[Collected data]
================================

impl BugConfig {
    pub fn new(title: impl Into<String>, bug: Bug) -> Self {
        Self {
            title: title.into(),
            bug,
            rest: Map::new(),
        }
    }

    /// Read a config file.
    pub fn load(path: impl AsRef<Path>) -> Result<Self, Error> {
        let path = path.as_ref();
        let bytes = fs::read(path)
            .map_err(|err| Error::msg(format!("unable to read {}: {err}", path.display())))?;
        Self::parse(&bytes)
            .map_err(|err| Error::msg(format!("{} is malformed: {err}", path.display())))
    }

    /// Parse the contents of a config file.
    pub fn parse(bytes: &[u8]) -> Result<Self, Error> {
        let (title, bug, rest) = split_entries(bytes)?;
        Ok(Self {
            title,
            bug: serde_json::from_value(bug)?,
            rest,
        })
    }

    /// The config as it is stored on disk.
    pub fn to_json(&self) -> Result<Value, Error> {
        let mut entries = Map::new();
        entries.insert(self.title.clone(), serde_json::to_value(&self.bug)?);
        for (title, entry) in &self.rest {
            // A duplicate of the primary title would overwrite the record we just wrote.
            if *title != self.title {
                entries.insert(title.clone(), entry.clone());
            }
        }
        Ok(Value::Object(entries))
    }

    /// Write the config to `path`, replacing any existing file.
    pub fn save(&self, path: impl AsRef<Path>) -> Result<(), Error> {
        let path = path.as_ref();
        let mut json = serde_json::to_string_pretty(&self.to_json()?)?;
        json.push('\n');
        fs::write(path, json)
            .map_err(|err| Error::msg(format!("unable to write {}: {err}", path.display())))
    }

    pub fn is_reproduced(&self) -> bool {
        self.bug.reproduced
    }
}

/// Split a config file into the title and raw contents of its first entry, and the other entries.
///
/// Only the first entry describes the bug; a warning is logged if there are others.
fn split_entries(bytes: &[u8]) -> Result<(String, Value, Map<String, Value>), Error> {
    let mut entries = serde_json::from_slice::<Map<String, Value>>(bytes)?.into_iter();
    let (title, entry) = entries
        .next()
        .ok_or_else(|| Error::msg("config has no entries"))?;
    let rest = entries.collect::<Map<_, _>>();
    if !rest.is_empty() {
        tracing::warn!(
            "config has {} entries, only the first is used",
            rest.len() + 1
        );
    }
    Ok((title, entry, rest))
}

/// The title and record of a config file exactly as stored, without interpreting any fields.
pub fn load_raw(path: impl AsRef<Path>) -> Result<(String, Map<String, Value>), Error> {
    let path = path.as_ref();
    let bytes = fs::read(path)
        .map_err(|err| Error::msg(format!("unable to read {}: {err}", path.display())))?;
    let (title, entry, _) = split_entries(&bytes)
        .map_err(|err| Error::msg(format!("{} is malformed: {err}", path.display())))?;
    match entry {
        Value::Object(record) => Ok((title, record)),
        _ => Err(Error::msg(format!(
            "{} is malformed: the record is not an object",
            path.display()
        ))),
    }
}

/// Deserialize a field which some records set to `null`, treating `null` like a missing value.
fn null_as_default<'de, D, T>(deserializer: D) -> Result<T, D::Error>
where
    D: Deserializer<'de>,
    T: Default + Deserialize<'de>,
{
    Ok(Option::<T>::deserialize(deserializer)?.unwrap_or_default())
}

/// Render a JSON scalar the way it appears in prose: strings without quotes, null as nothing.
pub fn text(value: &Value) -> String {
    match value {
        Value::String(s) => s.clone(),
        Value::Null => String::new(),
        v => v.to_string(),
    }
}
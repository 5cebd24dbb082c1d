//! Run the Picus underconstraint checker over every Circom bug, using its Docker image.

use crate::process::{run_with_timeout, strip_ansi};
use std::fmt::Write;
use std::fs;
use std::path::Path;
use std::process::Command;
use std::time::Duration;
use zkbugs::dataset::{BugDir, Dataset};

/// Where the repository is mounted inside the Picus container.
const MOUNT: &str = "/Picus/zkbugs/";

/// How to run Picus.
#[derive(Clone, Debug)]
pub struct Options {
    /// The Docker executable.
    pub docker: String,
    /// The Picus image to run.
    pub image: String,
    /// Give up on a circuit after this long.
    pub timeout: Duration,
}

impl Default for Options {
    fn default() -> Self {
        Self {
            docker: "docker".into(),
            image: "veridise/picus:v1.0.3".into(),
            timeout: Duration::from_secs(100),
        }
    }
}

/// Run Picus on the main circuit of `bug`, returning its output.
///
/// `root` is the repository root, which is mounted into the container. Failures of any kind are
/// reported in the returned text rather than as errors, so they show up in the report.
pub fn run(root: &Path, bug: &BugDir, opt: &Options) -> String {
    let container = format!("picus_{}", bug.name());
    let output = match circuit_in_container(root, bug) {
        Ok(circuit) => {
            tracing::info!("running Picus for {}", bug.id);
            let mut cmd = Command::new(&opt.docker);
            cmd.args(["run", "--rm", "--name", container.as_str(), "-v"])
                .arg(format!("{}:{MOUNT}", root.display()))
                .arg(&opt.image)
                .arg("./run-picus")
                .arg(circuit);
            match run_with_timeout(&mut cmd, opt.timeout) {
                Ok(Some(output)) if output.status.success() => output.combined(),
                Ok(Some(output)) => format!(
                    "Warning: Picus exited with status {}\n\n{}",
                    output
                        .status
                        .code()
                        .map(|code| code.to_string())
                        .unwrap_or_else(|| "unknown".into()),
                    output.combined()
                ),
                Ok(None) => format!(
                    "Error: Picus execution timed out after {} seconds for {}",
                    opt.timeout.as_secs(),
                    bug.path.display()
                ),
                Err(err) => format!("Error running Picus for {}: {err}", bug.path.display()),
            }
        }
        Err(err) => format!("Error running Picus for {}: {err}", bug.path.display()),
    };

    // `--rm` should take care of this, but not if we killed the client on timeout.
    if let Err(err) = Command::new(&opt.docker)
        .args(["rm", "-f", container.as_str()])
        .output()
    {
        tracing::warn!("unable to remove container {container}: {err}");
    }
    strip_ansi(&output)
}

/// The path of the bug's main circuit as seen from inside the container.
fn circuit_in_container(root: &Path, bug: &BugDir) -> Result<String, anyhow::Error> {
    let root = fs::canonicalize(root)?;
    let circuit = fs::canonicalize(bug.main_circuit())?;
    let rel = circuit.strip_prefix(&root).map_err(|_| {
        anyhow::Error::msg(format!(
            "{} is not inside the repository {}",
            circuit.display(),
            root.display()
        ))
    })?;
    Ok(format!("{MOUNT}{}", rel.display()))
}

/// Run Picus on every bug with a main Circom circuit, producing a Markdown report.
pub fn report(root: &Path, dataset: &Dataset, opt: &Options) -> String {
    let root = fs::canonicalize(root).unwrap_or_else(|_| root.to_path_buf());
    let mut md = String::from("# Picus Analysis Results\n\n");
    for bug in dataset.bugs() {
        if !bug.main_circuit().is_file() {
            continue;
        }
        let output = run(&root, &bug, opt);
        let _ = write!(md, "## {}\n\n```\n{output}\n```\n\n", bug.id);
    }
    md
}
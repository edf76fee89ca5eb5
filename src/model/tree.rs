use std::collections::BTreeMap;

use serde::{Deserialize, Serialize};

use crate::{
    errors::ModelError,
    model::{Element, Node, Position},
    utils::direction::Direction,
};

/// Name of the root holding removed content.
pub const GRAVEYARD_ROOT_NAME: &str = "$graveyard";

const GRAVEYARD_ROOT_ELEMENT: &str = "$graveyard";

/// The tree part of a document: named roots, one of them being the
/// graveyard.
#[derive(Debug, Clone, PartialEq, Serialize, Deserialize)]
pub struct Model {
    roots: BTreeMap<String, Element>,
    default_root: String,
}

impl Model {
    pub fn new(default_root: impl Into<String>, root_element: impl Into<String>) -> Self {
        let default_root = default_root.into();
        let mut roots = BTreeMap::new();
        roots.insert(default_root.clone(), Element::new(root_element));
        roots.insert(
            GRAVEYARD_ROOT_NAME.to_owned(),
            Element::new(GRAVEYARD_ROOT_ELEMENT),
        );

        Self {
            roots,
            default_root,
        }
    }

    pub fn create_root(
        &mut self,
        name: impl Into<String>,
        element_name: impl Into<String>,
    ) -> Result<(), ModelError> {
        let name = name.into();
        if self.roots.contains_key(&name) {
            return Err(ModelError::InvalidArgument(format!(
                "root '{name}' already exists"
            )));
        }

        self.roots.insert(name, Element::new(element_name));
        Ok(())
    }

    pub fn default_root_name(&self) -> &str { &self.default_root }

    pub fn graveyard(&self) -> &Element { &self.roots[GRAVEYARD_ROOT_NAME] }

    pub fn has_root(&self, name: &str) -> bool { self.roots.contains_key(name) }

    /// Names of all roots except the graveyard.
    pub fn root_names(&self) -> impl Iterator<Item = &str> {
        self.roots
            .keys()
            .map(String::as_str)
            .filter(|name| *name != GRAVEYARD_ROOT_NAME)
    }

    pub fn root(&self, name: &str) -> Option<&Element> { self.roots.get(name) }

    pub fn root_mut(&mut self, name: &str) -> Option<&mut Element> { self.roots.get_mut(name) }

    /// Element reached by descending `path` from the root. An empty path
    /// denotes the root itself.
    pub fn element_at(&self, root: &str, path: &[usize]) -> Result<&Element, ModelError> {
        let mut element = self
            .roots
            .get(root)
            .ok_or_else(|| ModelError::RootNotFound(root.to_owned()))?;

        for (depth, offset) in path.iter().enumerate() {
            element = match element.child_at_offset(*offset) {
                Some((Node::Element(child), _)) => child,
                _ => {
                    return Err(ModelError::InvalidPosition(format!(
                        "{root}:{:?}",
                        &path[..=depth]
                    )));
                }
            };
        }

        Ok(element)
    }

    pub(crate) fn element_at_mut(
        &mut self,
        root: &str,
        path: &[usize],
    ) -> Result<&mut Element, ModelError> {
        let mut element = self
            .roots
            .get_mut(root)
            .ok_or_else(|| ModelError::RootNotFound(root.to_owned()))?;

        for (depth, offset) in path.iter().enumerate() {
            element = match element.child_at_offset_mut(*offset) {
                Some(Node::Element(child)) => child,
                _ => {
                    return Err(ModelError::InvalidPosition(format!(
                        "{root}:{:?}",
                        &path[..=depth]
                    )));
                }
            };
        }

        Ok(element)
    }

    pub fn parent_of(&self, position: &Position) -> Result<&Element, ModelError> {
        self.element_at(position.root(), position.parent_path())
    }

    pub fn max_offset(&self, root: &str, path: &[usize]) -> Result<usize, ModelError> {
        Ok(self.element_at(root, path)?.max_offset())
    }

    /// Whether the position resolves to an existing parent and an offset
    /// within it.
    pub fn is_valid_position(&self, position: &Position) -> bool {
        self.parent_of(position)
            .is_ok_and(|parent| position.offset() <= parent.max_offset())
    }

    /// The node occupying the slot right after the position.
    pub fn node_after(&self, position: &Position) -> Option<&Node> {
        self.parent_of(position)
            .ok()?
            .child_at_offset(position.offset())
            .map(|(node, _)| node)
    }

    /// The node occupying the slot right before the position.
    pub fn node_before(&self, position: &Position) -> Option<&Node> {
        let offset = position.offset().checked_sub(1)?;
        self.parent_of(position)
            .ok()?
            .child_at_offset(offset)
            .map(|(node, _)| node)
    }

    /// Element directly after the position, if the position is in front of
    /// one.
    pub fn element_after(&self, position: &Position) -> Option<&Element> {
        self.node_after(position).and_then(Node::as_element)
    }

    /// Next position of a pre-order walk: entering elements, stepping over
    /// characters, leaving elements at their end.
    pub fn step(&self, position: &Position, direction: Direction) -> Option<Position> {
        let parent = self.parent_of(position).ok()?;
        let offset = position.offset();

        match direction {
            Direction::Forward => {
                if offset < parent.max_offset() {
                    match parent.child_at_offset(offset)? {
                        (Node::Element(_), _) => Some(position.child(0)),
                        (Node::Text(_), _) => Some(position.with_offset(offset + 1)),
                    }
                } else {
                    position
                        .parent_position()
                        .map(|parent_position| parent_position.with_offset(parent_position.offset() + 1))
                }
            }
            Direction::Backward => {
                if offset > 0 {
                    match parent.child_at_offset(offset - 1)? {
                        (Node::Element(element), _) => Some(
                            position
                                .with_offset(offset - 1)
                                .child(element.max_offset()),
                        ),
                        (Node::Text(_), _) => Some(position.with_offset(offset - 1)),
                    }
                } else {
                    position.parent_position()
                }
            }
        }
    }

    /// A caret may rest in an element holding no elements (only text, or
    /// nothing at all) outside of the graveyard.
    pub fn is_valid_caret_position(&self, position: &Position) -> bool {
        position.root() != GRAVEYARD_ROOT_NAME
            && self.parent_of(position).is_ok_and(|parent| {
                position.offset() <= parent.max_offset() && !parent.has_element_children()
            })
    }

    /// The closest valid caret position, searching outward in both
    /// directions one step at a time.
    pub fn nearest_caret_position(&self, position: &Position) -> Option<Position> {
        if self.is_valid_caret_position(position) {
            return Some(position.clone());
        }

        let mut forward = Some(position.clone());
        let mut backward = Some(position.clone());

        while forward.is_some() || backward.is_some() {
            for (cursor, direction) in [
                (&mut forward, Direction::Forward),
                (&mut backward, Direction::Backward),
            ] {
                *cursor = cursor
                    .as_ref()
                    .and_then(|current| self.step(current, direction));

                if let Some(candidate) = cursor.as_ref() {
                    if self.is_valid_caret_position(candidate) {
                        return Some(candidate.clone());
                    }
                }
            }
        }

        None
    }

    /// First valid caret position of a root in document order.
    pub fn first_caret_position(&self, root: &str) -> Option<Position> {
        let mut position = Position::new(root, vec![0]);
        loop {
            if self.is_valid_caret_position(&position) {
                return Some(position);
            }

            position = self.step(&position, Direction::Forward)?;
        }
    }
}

================================

*What to do*: What lines in the entries contain "bytes"? Report each one by copying it.

*Your solution*:
        let bytes = fs::read(path)
        Self::parse(&bytes)
    pub fn parse(bytes: &[u8]) -> Result<Self, Error> {
        let (title, bug, rest) = split_entries(bytes)?;
fn split_entries(bytes: &[u8]) -> Result<(String, Value, Map<String, Value>), Error> {
    let mut entries = serde_json::from_slice::<Map<String, Value>>(bytes)?.into_iter();
    let bytes = fs::read(path)
    let (title, entry, _) = split_entries(&bytes)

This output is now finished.